Conditions in Brazil
First, the nation of Brazil, which is the largest sugar producer
in the world, has seen conditions improve greatly in recent weeks.
This has come at a key time since the nation is now harvesting its
crop while many are also speculating that the solid weather will
increase production and force traders to get rid of more
contracts.
This creates a very bearish situation for the commodity at a
time in which a great deal of supplies are coming on to the market.
In fact, crops are now expected to come in just over 512 million
metric tons, 12 million metric tons higher than the last forecast.
This trend, along with the weak momentum in the sugar market, could
lead the product even lower in the weeks ahead (read Three
Commodity ETFs That Have Not Surged).
India Market
Meanwhile around the world in India, markets are also seeing an
uncertain outlook for sugar. While there are some concerns about
output thanks to the drought, demand has been weak and the nation
has been willing to keep up exports and release more sugar into the
open market, two trends which could keep a lid on sugar prices for
the time being.
However, the country could face a bit of a shortage in the next
growing season, especially if growing conditions remain weak or if
domestic demand picks up. This could throw a wrench into the global
supply picture as India is actually the second biggest producer of
the crop on earth, suggesting that troubles in the nation could
filter through into other markets as well.
Futures Market
These trends have helped to put the sugar futures market into a
mild state of contango which is bad news for products which roll
continuously into front-month contracts. That is because those who
continuously roll must buy more expensive contracts each time, a
bad situation to be in if sugar contract prices fall closer to spot
as the expiration approaches (read Is USCI The Best Commodity
ETF?).
Furthermore, many of the issues outlined above have shifted in
recent weeks, causing sugar prices to plummet in the time frame.
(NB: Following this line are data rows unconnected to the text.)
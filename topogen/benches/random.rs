// Copyright 2023 Google LLC
//
// Licensed under the Apache License, Version 2.0 (the "License");
// you may not use this file except in compliance with the License.
// You may obtain a copy of the License at
//
//      http://www.apache.org/licenses/LICENSE-2.0
//
// Unless required by applicable law or agreed to in writing, software
// distributed under the License is distributed on an "AS IS" BASIS,
// WITHOUT WARRANTIES OR CONDITIONS OF ANY KIND, either express or implied.
// See the License for the specific language governing permissions and
// limitations under the License.

use bencher::Bencher;
use bencher::{benchmark_group, benchmark_main};
use rand::SeedableRng;
use rand_xoshiro::Xoshiro256StarStar;

use topogen::random::random_matching;
use topogen::{Config, Descriptor, Layout, Network, RandomRegular, Topology};

const NODES: usize = 1024;
const RACK_SIZE: usize = 16;

fn matching(bench: &mut Bencher) {
    let pool = (0..NODES).collect::<Vec<_>>();
    let mut rng = Xoshiro256StarStar::seed_from_u64(0);
    bench.iter(|| random_matching(&pool, &mut rng, |a, b| a / RACK_SIZE != b / RACK_SIZE));
}

fn regular(bench: &mut Bencher) {
    let vertices = (0..NODES).collect::<Vec<_>>();
    let base = Topology::simple();
    let builder = RandomRegular {
        degree: 4,
        trials: 10,
        min_achievement: None,
        clamp: true,
    };
    let mut rng = Xoshiro256StarStar::seed_from_u64(0);
    bench.iter(|| builder.build(&base, &vertices, &mut rng, |_, _| true));
}

fn wire(bench: &mut Bencher, tokens: &[&str]) {
    let config = Config::default();
    let layout = Layout::generate(NODES, RACK_SIZE, &config.floor).unwrap();
    let descriptors = tokens
        .iter()
        .map(|t| Descriptor::parse(t).unwrap())
        .collect::<Vec<_>>();
    bench.iter(|| {
        let mut network = Network::new(layout.clone(), &config);
        network.wire_all(&descriptors).unwrap();
        network.cable_total()
    });
}

fn dragonfly_random_outside(bench: &mut Bencher) {
    wire(bench, &["df", "do-2-300"]);
}

fn skywalk(bench: &mut Bencher) {
    wire(bench, &["sky"]);
}

benchmark_group!(builders, matching, regular);
benchmark_group!(networks, dragonfly_random_outside, skywalk);
benchmark_main!(builders, networks);
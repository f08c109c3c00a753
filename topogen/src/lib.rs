// Copyright 2023 Google LLC
//
// Licensed under the Apache License, Version 2.0 (the "License");
// you may not use this file except in compliance with the License.
// You may obtain a copy of the License at
//
//      http://www.apache.org/licenses/LICENSE-2.0
//
// Unless required by applicable law or agreed to in writing, software
// distributed under the License is distributed on an "AS IS" BASIS,
// WITHOUT WARRANTIES OR CONDITIONS OF ANY KIND, either express or implied.
// See the License for the specific language governing permissions and
// limitations under the License.

//! Rack-aware interconnect synthesis: place nodes in racks on a machine-room
//! floor, wire them with composable topology descriptors and price the cables
//! and switches.

mod config;
mod cost;
mod error;
mod floor;
mod graph;
pub mod io;
pub mod lattice;
mod network;
pub mod random;
mod topology;

pub use crate::config::{CablingScheme, Config, FloorConfig, LayoutScheme};
pub use crate::config::{OVERHEAD_INNER, OVERHEAD_OUTER, RACK_DEPTH, RACK_WIDTH, RANDOM_TRIALS};
pub use crate::cost::{CostModel, CostSummary, LinearPrice, OpticalRegime};
pub use crate::error::{Error, Result};
pub use crate::floor::{Coordinate, Layout, Length, Rack};
pub use crate::graph::{canonical, GraphKind, Topology};
pub use crate::network::{Network, RackCursor};
pub use crate::random::{BuildReport, RandomBuild, RandomRegular};
pub use crate::topology::{parse_fraction, parse_length, Descriptor, Direction, FloorSpec, TopologyKind};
For example, the lessened worries over Indian and Brazilian markets
have only just now hit futures pits, causing elevated prices at the
beginning of the summer to evaporate and put sugar contracts and
ETPs based on the commodity far lower in recent trading
sessions.
Sugar ETF Investing
In fact, the most popular sugar exchange-traded product, the
iPath DJ AIG Sugar ETN (SGG), has lost about 17.3%
in the past one month period. This compares to a roughly similar
gain from mid June to mid July, leaving the product more or less
flat over the trailing three month period.
This is in sharp contrast to ETPs tracking commodities like corn
or soybeans which have maintained their momentum throughout the
summer, or ones like coffee and nickel, which have seen weakness
pretty much throughout the summer period (read Three Commodity ETFs
Surging This Summer).
This quickly changing trend shows that commodity investing can
be quite fickle and can be especially so in the agricultural or
soft commodity markets. Products in this segment of the ETF world
need to be monitored very closely, as slight changes in perception
can drastically alter the outlook—and thus the prices—for
commodities in a very short time frame.
Sugar and SGG have been especially good examples of this
phenomenon this summer and could still see some weakness in the
coming weeks. However, it should be noted that SGG currently has a
Zacks ETF Rank of 1 or Strong Buy for the coming one year period
(also see Top Three Precious Metal Mining ETFs).
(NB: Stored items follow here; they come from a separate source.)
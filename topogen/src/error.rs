// Copyright 2023 Google LLC
//
// Licensed under the Apache License, Version 2.0 (the "License");
// you may not use this file except in compliance with the License.
// You may obtain a copy of the License at
//
//      http://www.apache.org/licenses/LICENSE-2.0
//
// Unless required by applicable law or agreed to in writing, software
// distributed under the License is distributed on an "AS IS" BASIS,
// WITHOUT WARRANTIES OR CONDITIONS OF ANY KIND, either express or implied.
// See the License for the specific language governing permissions and
// limitations under the License.

use std::fmt;
use std::path::{Path, PathBuf};

#[derive(Debug)]
pub enum Error {
    /// Unknown topology token, wrong parameter count, or bad geometry/config values.
    Configuration { descriptor: String, reason: String },
    /// A loaded layout does not match the graph or the expected rack count.
    GeometryMismatch {
        what: &'static str,
        expected: usize,
        found: usize,
    },
    /// A constrained random build could not reach an acceptable edge count.
    DegreeInfeasible {
        requested: usize,
        achieved: usize,
        reason: String,
    },
    /// A malformed line in an edge-list or coordinate file.
    Parse { line: usize, content: String },
    Io {
        path: PathBuf,
        source: std::io::Error,
    },
}

impl Error {
    pub fn configuration(descriptor: impl Into<String>, reason: impl Into<String>) -> Self {
        Self::Configuration {
            descriptor: descriptor.into(),
            reason: reason.into(),
        }
    }

    pub(crate) fn io(path: &Path) -> impl FnOnce(std::io::Error) -> Self + '_ {
        move |source| Self::Io {
            path: path.to_path_buf(),
            source,
        }
    }
}

impl fmt::Display for Error {
    fn fmt(&self, f: &mut fmt::Formatter) -> fmt::Result {
        match self {
            Self::Configuration { descriptor, reason } => {
                write!(f, "invalid configuration '{}': {}", descriptor, reason)
            }
            Self::GeometryMismatch {
                what,
                expected,
                found,
            } => write!(
                f,
                "layout mismatch: expected {} {}, found {}",
                expected, what, found
            ),
            Self::DegreeInfeasible {
                requested,
                achieved,
                reason,
            } => write!(
                f,
                "random wiring infeasible for degree {} ({} edges built): {}",
                requested, achieved, reason
            ),
            Self::Parse { line, content } => {
                write!(f, "cannot parse line {}: '{}'", line, content)
            }
            Self::Io { path, source } => write!(f, "{}: {}", path.display(), source),
        }
    }
}

impl std::error::Error for Error {
    fn source(&self) -> Option<&(dyn std::error::Error + 'static)> {
        match self {
            Self::Io { source, .. } => Some(source),
            _ => None,
        }
    }
}

pub type Result<T> = std::result::Result<T, Error>;

#[cfg(test)]
mod error_tests {
    use super::*;

    #[test]
    fn infeasible_message() {
        let error = Error::DegreeInfeasible {
            requested: 4,
            achieved: 3,
            reason: "best of 10 trials reached 3 of 16 edges".to_string(),
        };
        assert_eq!(
            error.to_string(),
            "random wiring infeasible for degree 4 (3 edges built): best of 10 trials reached 3 of 16 edges"
        );
    }

    #[test]
    fn configuration_message() {
        let error = Error::configuration("db-2-3", "expected 8 nodes");
        assert_eq!(error.to_string(), "invalid configuration 'db-2-3': expected 8 nodes");
        assert!(std::error::Error::source(&error).is_none());
    }
}
// Copyright 2023 Google LLC
//
// Licensed under the Apache License, Version 2.0 (the "License");
// you may not use this file except in compliance with the License.
// You may obtain a copy of the License at
//
//      http://www.apache.org/licenses/LICENSE-2.0
//
// Unless required by applicable law or agreed to in writing, software
// distributed under the License is distributed on an "AS IS" BASIS,
// WITHOUT WARRANTIES OR CONDITIONS OF ANY KIND, either express or implied.
// See the License for the specific language governing permissions and
// limitations under the License.

//! Lays out racks on a floor, wires them and prints the cost.
//!
//! ```text
//! lay 128r8 df sky~900m
//! lay -c 128r8+df.edges do-2-300
//! lay -u 64r8 db-2-6 ucut-5%
//! ```

use anyhow::{bail, Context};
use env_logger::Target;
use std::path::{Path, PathBuf};
use structopt::StructOpt;
use topogen::{CablingScheme, Config, Descriptor, FloorSpec, Layout, LayoutScheme, Network};

#[derive(StructOpt, Debug)]
#[structopt(name = "lay", about = "Rack-aware interconnect topology generator")]
struct Arguments {
    /// overwrite existing output files
    #[structopt(short = "f", long = "force")]
    overwrite: bool,
    /// report warnings and errors only
    #[structopt(short, long)]
    quiet: bool,
    /// directed network: links are pairs of arcs and the output is `.arcs`
    #[structopt(short = "u", long)]
    unidirectional: bool,
    /// also write the rack-to-rack edge list and its log
    #[structopt(short = "c", long = "cluster")]
    clustered: bool,
    /// cabling overhead OUTER,INNER [cm]
    #[structopt(long)]
    overhead: Option<String>,
    /// supported layouts: mesh, room
    #[structopt(long)]
    layout: Option<LayoutScheme>,
    /// diagonal instead of rectilinear cabling
    #[structopt(long)]
    euclidean: bool,
    #[structopt(long)]
    seed: Option<u64>,
    /// YAML run configuration; command-line options take precedence
    #[structopt(long, parse(from_os_str))]
    config: Option<PathBuf>,
    #[structopt(long, parse(from_os_str), default_value = ".")]
    output_dir: PathBuf,
    /// floor such as 128r8, or an existing edge list
    input: String,
    /// topologies to add, in order
    #[structopt(required = true)]
    topologies: Vec<String>,
}

fn load_config(args: &Arguments) -> anyhow::Result<Config> {
    let mut config = match &args.config {
        Some(path) => Config::from_file(path)
            .with_context(|| format!("Failed to read configuration {}", path.display()))?,
        None => Config::default(),
    };
    if let Some(overhead) = &args.overhead {
        config = config.with_overhead(overhead)?;
    }
    if let Some(layout) = args.layout {
        config.floor.layout = layout;
    }
    if args.euclidean {
        config.floor.cabling = CablingScheme::Euclidean;
    }
    if let Some(seed) = args.seed {
        config.seed = seed;
    }
    if args.unidirectional {
        config.directed = true;
    }
    config.validate()?;
    Ok(config)
}

/// the floor part of a run name, `128r8` for `128r8+df`
fn floor_name(base: &str) -> &str {
    base.split('+').next().unwrap_or(base)
}

/// `<base>+<topology>...`, with `--<seed>` appended for explicit seeds
fn run_name(base: &str, topologies: &[String], seed: Option<u64>) -> String {
    let name = std::iter::once(base)
        .chain(topologies.iter().map(String::as_str))
        .collect::<Vec<_>>()
        .join("+");
    match seed {
        Some(seed) => format!("{}--{}", name, seed),
        None => name,
    }
}

struct Outputs {
    edges: PathBuf,
    coord: PathBuf,
    clustered: PathBuf,
}

impl Outputs {
    fn new(dir: &Path, run_name: &str, floor_name: &str, directed: bool) -> Self {
        let ext = if directed { "arcs" } else { "edges" };
        Self {
            edges: dir.join(format!("{}.{}", run_name, ext)),
            coord: dir.join(format!("{}.coord", floor_name)),
            clustered: dir.join(format!("{}.clu.{}", run_name, ext)),
        }
    }
}

fn run(args: &Arguments) -> anyhow::Result<()> {
    let config = load_config(args)?;
    let descriptors = args
        .topologies
        .iter()
        .map(|token| Descriptor::parse(token))
        .collect::<topogen::Result<Vec<_>>>()?;

    let input = Path::new(&args.input);
    let from_edges = input.is_file();
    let base = if from_edges {
        input
            .file_stem()
            .map(|s| s.to_string_lossy().into_owned())
            .with_context(|| format!("Cannot name a run after {}", input.display()))?
    } else {
        args.input.clone()
    };
    let floor_name = floor_name(&base);
    let run_name = run_name(&base, &args.topologies, args.seed);
    let outputs = Outputs::new(&args.output_dir, &run_name, floor_name, config.directed);

    let mut network = if from_edges {
        let coord_input = input
            .parent()
            .unwrap_or_else(|| Path::new("."))
            .join(format!("{}.coord", floor_name));
        if !coord_input.is_file() {
            bail!(
                "{} is required to place the nodes of {}",
                coord_input.display(),
                input.display()
            );
        }
        let expected_racks = FloorSpec::parse(floor_name)
            .ok()
            .map(|floor| (floor.nodes + floor.rack_size - 1) / floor.rack_size);
        let layout = Layout::load(&coord_input, &config.floor, expected_racks)
            .with_context(|| format!("Failed to load {}", coord_input.display()))?;
        let edges = topogen::io::load_edge_list(input)
            .with_context(|| format!("Failed to load {}", input.display()))?;
        Network::from_edge_list(layout, edges.into_iter().map(|(i, j, _)| (i, j)), &config)
            .with_context(|| format!("{} does not fit {}", input.display(), coord_input.display()))?
    } else {
        if outputs.edges.exists() && !args.overwrite {
            log::warn!(
                "Output file '{}' exists. Use -f to overwrite",
                outputs.edges.display()
            );
            return Ok(());
        }
        let floor = FloorSpec::parse(&args.input)?;
        let layout = Layout::generate(floor.nodes, floor.rack_size, &config.floor)?;
        Network::new(layout, &config)
    };

    network.wire_all(&descriptors)?;

    if !from_edges {
        topogen::io::save_edge_list(&network, &outputs.edges)?;
        topogen::io::save_coordinates(network.layout(), &outputs.coord)?;
    }
    if args.clustered {
        topogen::io::save_clustered(&network, &outputs.clustered)?;
    }
    for report in network.reports() {
        log::debug!("{}", report);
    }
    println!("{}\t{}", run_name, network.cost_summary());
    Ok(())
}

fn main() -> anyhow::Result<()> {
    let args = Arguments::from_args();

    let level = if args.quiet {
        log::LevelFilter::Warn
    } else {
        log::LevelFilter::Info
    };
    let _logger = env_logger::builder()
        .filter(Some("topogen"), level)
        .filter(Some("lay"), level)
        .target(Target::Stderr)
        .parse_default_env()
        .try_init();

    run(&args)
}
This suggests that SGG may just be temporarily beaten down and
that it could recover to its lofty levels as we approach 2013.
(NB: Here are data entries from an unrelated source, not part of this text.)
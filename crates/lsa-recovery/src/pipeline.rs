//! Recovery orchestrator
//!
//! ```text
//! Received ─► KindSelected ─► Transformed ─► Classified ─► Validated ─► Delivered
//!    │             │               │              │             │
//!    └─────────────┴───────────────┴──────────────┴─────────────┴──► Rejected
//! ```
//!
//! The pipeline is synchronous, holds no state between requests, and is
//! all-or-nothing: either a complete [`RecoveredArtifact`] or a
//! [`RecoveryError`] comes back.

use std::sync::Arc;

use lsa_core::config::LsaConfig;
use lsa_core::{Container, ContainerKind, MediaFormat, RecoveredArtifact, RecoveryError, Stage};
use lsa_transform::{TransformError, TransformProvider};
use tracing::{debug, info, info_span, warn};

use crate::sniff::Sniffer;
use crate::validate::ValidationPolicy;

#[derive(Clone)]
pub struct Recoverer {
    provider: Arc<dyn TransformProvider>,
    sniffer: Sniffer,
    policy: ValidationPolicy,
}

impl std::fmt::Debug for Recoverer {
    fn fmt(&self, f: &mut std::fmt::Formatter<'_>) -> std::fmt::Result {
        f.debug_struct("Recoverer")
            .field("provider", &self.provider.name())
            .field("sniffer", &self.sniffer)
            .field("policy", &self.policy)
            .finish()
    }
}

impl Recoverer {
    pub fn new(
        provider: Arc<dyn TransformProvider>,
        sniffer: Sniffer,
        policy: ValidationPolicy,
    ) -> Self {
        Self {
            provider,
            sniffer,
            policy,
        }
    }

    /// Build a recoverer from config, constructing the configured provider.
    pub fn from_config(config: &LsaConfig) -> Result<Self, TransformError> {
        let provider = lsa_transform::build_provider(&config.transform)?;
        Ok(Self::with_provider(provider, config))
    }

    /// Build a recoverer around an already-constructed provider.
    pub fn with_provider(provider: Arc<dyn TransformProvider>, config: &LsaConfig) -> Self {
        Self::new(
            provider,
            Sniffer::new(config.recovery.sniff_window),
            ValidationPolicy::from_config(&config.recovery),
        )
    }

    pub fn provider_name(&self) -> &'static str {
        self.provider.name()
    }

    /// Recover the media inside `bytes`, uploaded under `filename`.
    pub fn recover(
        &self,
        filename: &str,
        bytes: Vec<u8>,
    ) -> Result<RecoveredArtifact, RecoveryError> {
        let span = info_span!("recover", filename = %filename, len = bytes.len());
        let _enter = span.enter();

        let result = self.run(filename, bytes);
        match &result {
            Ok(artifact) => info!(
                output = %artifact.filename,
                mime = artifact.format.mime,
                digest = %artifact.digest,
                "recovered"
            ),
            Err(e) => warn!(stage = %e.stage(), reason = e.reason(), "rejected: {e}"),
        }
        result
    }

    fn run(&self, filename: &str, bytes: Vec<u8>) -> Result<RecoveredArtifact, RecoveryError> {
        // Received → KindSelected
        let container = Container::new(filename, bytes)?;
        let strategy = container.kind.strategy();
        debug!(
            stage = %Stage::KindSelected,
            kind = %container.kind,
            %strategy,
            "kind selected"
        );

        // KindSelected → Transformed
        let recovered = self
            .provider
            .reverse(&container.bytes, strategy)
            .map_err(|e| RecoveryError::TransformFailure(e.to_string()))?;
        debug!(
            stage = %Stage::Transformed,
            provider = self.provider.name(),
            len = recovered.len(),
            "transformed"
        );

        // Transformed → Classified
        let sniffed = self.sniffer.classify(&recovered);
        let format = match container.kind {
            ContainerKind::Video => MediaFormat::MP4,
            ContainerKind::Image => sniffed.unwrap_or(MediaFormat::UNKNOWN),
        };
        debug!(
            stage = %Stage::Classified,
            sniffed = sniffed.map(|f| f.extension).unwrap_or("unknown"),
            assigned = format.extension,
            "classified"
        );

        // Classified → Validated
        self.policy.validate(container.kind, &format, &recovered)?;
        debug!(stage = %Stage::Validated, "validated");

        // Validated → Delivered
        let filename = container.output_filename(&format);
        let digest = blake3::hash(&recovered).to_hex().to_string();
        debug!(stage = %Stage::Delivered, output = %filename, "delivered");

        Ok(RecoveredArtifact {
            bytes: recovered,
            format,
            filename,
            digest,
        })
    }
}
After all, the Indian market is looking for weaker supplies in the
following year’s harvest and Brazil’s output remains uncertain
after this year. Given these factors, it could be worth it to give
SGG another look, although close monitoring and a laser-like focus
on the supply and demand picture for the sweet commodity are
probably warranted when dealing with this volatile corner of the
commodity ETF world.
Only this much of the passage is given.